Please correct me on this if you guys think I'm wrong. I'm sure you will. :tongue3:


----------



## _00_deathscar (Mar 16, 2005)

London.

See, argument has started already...


----------



## Tom_Green (Sep 4, 2004)

cachen said:


> frankfurt: financial heart of the europe's largest economy.
> milan: industrial and fininanical capital of a g7 country with high cultural output
> singapore: international commerce


In Frankfurt is the headquarter of the worlds most important currency. Look at the oil price. They trade it in $ but when the € gets stronger the oil price rise, the € gows down the oil price goes down. Oil should be traded in €.
Milan: Don`t know much about the city. Maybe the city was kicked out of the top 10 by Shanghai.
Singapore: trade is important, too.


----------



## Intoxication (Jul 24, 2005)

Average score of the Financial Centre:


----------



## shadyunltd (May 1, 2006)

NYC and London both are the World's Financial Centres. No contest.

That is why London is a notch above Paris, apart from the fact that London is a lot more ethnically diverse.


----------



## briker (Aug 21, 2008)

I would imagine that New York, Tokyo, London and Paris are the only Alpha cities.


----------



## PD (Jun 11, 2007)

In my books London and NYC are the only 2 contestants.
Tokyo would definately come in an uncontested 3rd.

with Paris and Hong Kong salivating and snapping at the heels. 
(Paris definately is ahead of Hong Kong though. I understand Parisian complaints that it should be up there too on paper but it is just as much about reputation as well.)


----------



## city_thing (May 25, 2006)

TIME did an article last year about this, called 'NyLonKong' (New York, London, Hong Kong). They're easily the three most powerful cities on the face of the planet, and once you start to delve into why, it becomes quite obvious. 

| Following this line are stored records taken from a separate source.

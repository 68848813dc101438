//! Consecutive-failure accounting for a backend instance

use std::sync::atomic::{AtomicBool, AtomicU32, Ordering};
use tracing::error;

/// Counts consecutive failures and latches a fatal state past a threshold
///
/// Once fatal, the tracker never recovers; the owning backend must be rebuilt.
#[derive(Debug)]
pub struct FailureTracker {
    name: String,
    threshold: u32,
    consecutive: AtomicU32,
    fatal: AtomicBool,
}

impl FailureTracker {
    pub fn new<S: Into<String>>(name: S, threshold: u32) -> Self {
        Self {
            name: name.into(),
            threshold,
            consecutive: AtomicU32::new(0),
            fatal: AtomicBool::new(false),
        }
    }

    pub fn record_success(&self) {
        self.consecutive.store(0, Ordering::SeqCst);
    }

    /// Returns true if this failure made (or found) the tracker fatal
    pub fn record_failure(&self) -> bool {
        let count = self.consecutive.fetch_add(1, Ordering::SeqCst) + 1;
        if count > self.threshold {
            self.trip(&format!("{} consecutive failures", count));
        }
        self.is_fatal()
    }

    /// Latch fatal regardless of the counter
    pub fn trip(&self, reason: &str) {
        if !self.fatal.swap(true, Ordering::SeqCst) {
            error!(
                backend = %self.name,
                reason = reason,
                "Backend declared fatal, refusing further session traffic"
            );
        }
    }

    pub fn is_fatal(&self) -> bool {
        self.fatal.load(Ordering::SeqCst)
    }

    pub fn consecutive_failures(&self) -> u32 {
        self.consecutive.load(Ordering::SeqCst)
    }

    pub fn name(&self) -> &str {
        &self.name
    }
}
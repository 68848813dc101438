//! Bounded retry with exponential backoff

use futures::future::BoxFuture;
use tokio::time::{sleep, Duration};
use tracing::{debug, error, warn};

/// Retry configuration
#[derive(Debug, Clone)]
pub struct RetryConfig {
    /// Maximum number of attempts, including the first one
    pub max_attempts: usize,
    /// Initial delay between retries in milliseconds
    pub initial_delay_ms: u64,
    /// Maximum delay between retries in milliseconds
    pub max_delay_ms: u64,
    /// Backoff multiplier (exponential backoff)
    pub backoff_multiplier: f64,
    /// Whether to add +/-10% jitter to delays
    pub jitter: bool,
}

impl Default for RetryConfig {
    fn default() -> Self {
        Self {
            max_attempts: 3,
            initial_delay_ms: 100,
            max_delay_ms: 5000,
            backoff_multiplier: 2.0,
            jitter: true,
        }
    }
}

impl RetryConfig {
    /// A policy that never retries
    pub fn no_retry() -> Self {
        Self {
            max_attempts: 1,
            ..Self::default()
        }
    }

    /// Backoff delay before retry number `retry` (1-based), without jitter
    pub fn base_delay_ms(&self, retry: usize) -> u64 {
        let mut delay = self.initial_delay_ms as f64;
        for _ in 1..retry {
            delay *= self.backoff_multiplier;
            if delay >= self.max_delay_ms as f64 {
                break;
            }
        }
        (delay as u64).min(self.max_delay_ms)
    }

    fn delay_ms(&self, retry: usize) -> u64 {
        let delay = self.base_delay_ms(retry);
        if self.jitter {
            let jitter = (fastrand::f64() - 0.5) * 2.0 * 0.1;
            ((delay as f64) * (1.0 + jitter)) as u64
        } else {
            delay
        }
    }
}

/// Retry an async operation with exponential backoff
///
/// Returns the last error once `max_attempts` is exhausted.
pub async fn retry_async<'a, F, T, E>(
    mut operation: F,
    config: &RetryConfig,
    operation_name: &str,
) -> Result<T, E>
where
    F: FnMut() -> BoxFuture<'a, Result<T, E>>,
    E: std::fmt::Display,
{
    let max_attempts = config.max_attempts.max(1);
    let mut attempt = 0;

    loop {
        attempt += 1;

        debug!(
            operation = operation_name,
            attempt = attempt,
            max_attempts = max_attempts,
            "Attempting operation"
        );

        match operation().await {
            Ok(result) => {
                if attempt > 1 {
                    debug!(
                        operation = operation_name,
                        attempt = attempt,
                        "Operation succeeded after retry"
                    );
                }
                return Ok(result);
            }
            Err(error) => {
                if attempt >= max_attempts {
                    error!(
                        operation = operation_name,
                        attempt = attempt,
                        error = %error,
                        "Operation failed after all retry attempts"
                    );
                    return Err(error);
                }

                let delay = config.delay_ms(attempt);
                warn!(
                    operation = operation_name,
                    attempt = attempt,
                    error = %error,
                    delay_ms = delay,
                    "Operation failed, retrying"
                );

                sleep(Duration::from_millis(delay)).await;
            }
        }
    }
}
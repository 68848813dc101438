//! Unified logging system
//!
//! Structured `tracing` output with env-overridable filtering

use crate::error::{CoreError, CoreResult, ErrorContext};
use serde::{Deserialize, Serialize};
use std::io;
use tracing_subscriber::{
    fmt::{self, format::FmtSpan, writer::BoxMakeWriter},
    layer::SubscriberExt,
    util::SubscriberInitExt,
    EnvFilter,
};

/// Logging configuration
#[derive(Debug, Clone, Serialize, Deserialize)]
#[serde(default)]
pub struct LoggingConfig {
    /// Log level (trace, debug, info, warn, error)
    pub level: String,
    /// Output format (json, pretty, compact)
    pub format: LogFormat,
    /// Whether to include file and line information
    pub include_location: bool,
    /// Whether to include thread information
    pub include_thread: bool,
    /// Whether to log span close events with their duration
    pub log_span_timing: bool,
    /// Log file path; stdout when unset
    pub log_file_path: Option<String>,
    /// Write to stderr instead of stdout when no file is set
    pub log_to_stderr: bool,
    /// Custom filter directives
    pub filter_directives: Vec<String>,
}

#[derive(Debug, Clone, Copy, PartialEq, Eq, Serialize, Deserialize)]
#[serde(rename_all = "lowercase")]
pub enum LogFormat {
    Json,
    Pretty,
    Compact,
}

impl Default for LoggingConfig {
    fn default() -> Self {
        Self {
            level: "info".to_string(),
            format: LogFormat::Compact,
            include_location: false,
            include_thread: false,
            log_span_timing: false,
            log_file_path: None,
            log_to_stderr: false,
            filter_directives: vec![
                "sessman_core=info".to_string(),
                "sessman_store=info".to_string(),
                "sqlx=warn".to_string(),
                "mongodb=warn".to_string(),
            ],
        }
    }
}

fn logging_error(message: String, source: Box<dyn std::error::Error + Send + Sync>) -> CoreError {
    CoreError::Logging {
        message,
        source: Some(source),
        context: ErrorContext::new("logging").with_operation("init_logging"),
    }
}

/// Initialize the global subscriber
///
/// Fails if a global subscriber is already installed.
pub fn init_logging(config: &LoggingConfig) -> CoreResult<()> {
    let mut filter =
        EnvFilter::try_from_default_env().unwrap_or_else(|_| EnvFilter::new(&config.level));

    for directive in &config.filter_directives {
        let directive = directive.parse().map_err(|e| {
            logging_error(format!("Invalid filter directive {:?}", directive), Box::new(e))
        })?;
        filter = filter.add_directive(directive);
    }

    let writer = match &config.log_file_path {
        Some(path) => {
            let file = std::fs::OpenOptions::new()
                .create(true)
                .append(true)
                .open(path)?;
            BoxMakeWriter::new(std::sync::Mutex::new(file))
        }
        None if config.log_to_stderr => BoxMakeWriter::new(io::stderr),
        None => BoxMakeWriter::new(io::stdout),
    };

    let span_events = if config.log_span_timing {
        FmtSpan::CLOSE
    } else {
        FmtSpan::NONE
    };

    let registry = tracing_subscriber::registry().with(filter);
    let result = match config.format {
        LogFormat::Json => registry
            .with(
                fmt::layer()
                    .json()
                    .with_span_events(span_events)
                    .with_file(config.include_location)
                    .with_line_number(config.include_location)
                    .with_thread_ids(config.include_thread)
                    .with_writer(writer),
            )
            .try_init(),
        LogFormat::Pretty => registry
            .with(
                fmt::layer()
                    .pretty()
                    .with_span_events(span_events)
                    .with_file(config.include_location)
                    .with_line_number(config.include_location)
                    .with_thread_ids(config.include_thread)
                    .with_writer(writer),
            )
            .try_init(),
        LogFormat::Compact => registry
            .with(
                fmt::layer()
                    .compact()
                    .with_span_events(span_events)
                    .with_file(config.include_location)
                    .with_line_number(config.include_location)
                    .with_thread_ids(config.include_thread)
                    .with_writer(writer),
            )
            .try_init(),
    };

    result.map_err(|e| logging_error("Global subscriber already set".to_string(), Box::new(e)))
}

/// Debug line marking the start of a named operation, e.g. `session.get`
#[macro_export]
macro_rules! log_operation_start {
    ($operation:expr $(, $($field:tt)*)?) => {
        $crate::tracing::debug!(operation = $operation, $($($field)*,)? "Starting operation")
    };
}

#[macro_export]
macro_rules! log_operation_success {
    ($operation:expr $(, $($field:tt)*)?) => {
        $crate::tracing::debug!(operation = $operation, $($($field)*,)? "Operation completed")
    };
}

/// Error line for an operation the store could not serve
#[macro_export]
macro_rules! log_operation_error {
    ($operation:expr, $error:expr $(, $($field:tt)*)?) => {
        $crate::tracing::error!(
            operation = $operation,
            error = %$error,
            $($($field)*,)?
            "Operation failed"
        )
    };
}
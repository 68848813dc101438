//! Sessman Store - TTL session storage over interchangeable backends
//!
//! This crate provides server-side session state keyed by
//! `(session_id, client_ip)`:
//!
//! - A relational backend on an embedded SQLite file, with a background reaper
//! - A document backend on MongoDB, with a server-side TTL index
//! - A session manager facade that opens the configured backend lazily
//! - A request-shaped entry point for the `new` / `get` / `update` operations
//!
//! ## Architecture
//!
//! Both backends implement [`SessionBackend`] and follow the same liveness
//! rule: a session is live while `now - last_touched_at < ttl`, and every
//! successful read or write touches it.

pub mod clock;
pub mod codec;
#[cfg(feature = "mongodb")]
pub mod document;
pub mod errors;
pub mod health;
pub mod manager;
pub mod reaper;
pub mod request;
#[cfg(feature = "sqlite")]
pub mod sqlite;
pub mod storage;
pub mod types;

pub use clock::{system_clock, Clock, ManualClock, SharedClock, SystemClock};
#[cfg(feature = "mongodb")]
pub use document::{DocumentConfig, MongoBackend};
pub use errors::{ErrorKind, SessionError, SessionResult};
pub use health::FailureTracker;
pub use manager::SessionManager;
pub use reaper::{ReaperConfig, ReaperHandle, ReaperStatus, Sweeper};
pub use request::{ResponseStatus, SessionOp, SessionRequest, SessionResponse};
#[cfg(feature = "sqlite")]
pub use sqlite::{RelationalConfig, SqliteBackend};
pub use storage::{BackendKind, SessionBackend};
pub use types::{
    expiry_cutoff, new_session_id, SessionCookie, SessionData, SessionRecord, SessionToken,
};

// Re-export so downstream backends can implement the trait
pub use async_trait::async_trait;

London overtook NYC due to its transport infrastructure, economic reforms, air hub status, proximity between Europe and North America, the fact that they speak English etc. etc. - NYC will always be on the verge of stealing the crown back though.

Paris seems to slip behind more and more, in the same TIME magazine issue they had an article about the flood of French people leaving for the UK in search of work. They also commented on how Paris is made up of hundreds of different little Governments, whereas London is just one big one (the Greater London Authority). One main council cuts through red tape, hundreds of councils create red tape. Nikolas Sarkozy even mentioned this when he was in London, campaigning for his current job in South Kensington (where a lot of French people live in London).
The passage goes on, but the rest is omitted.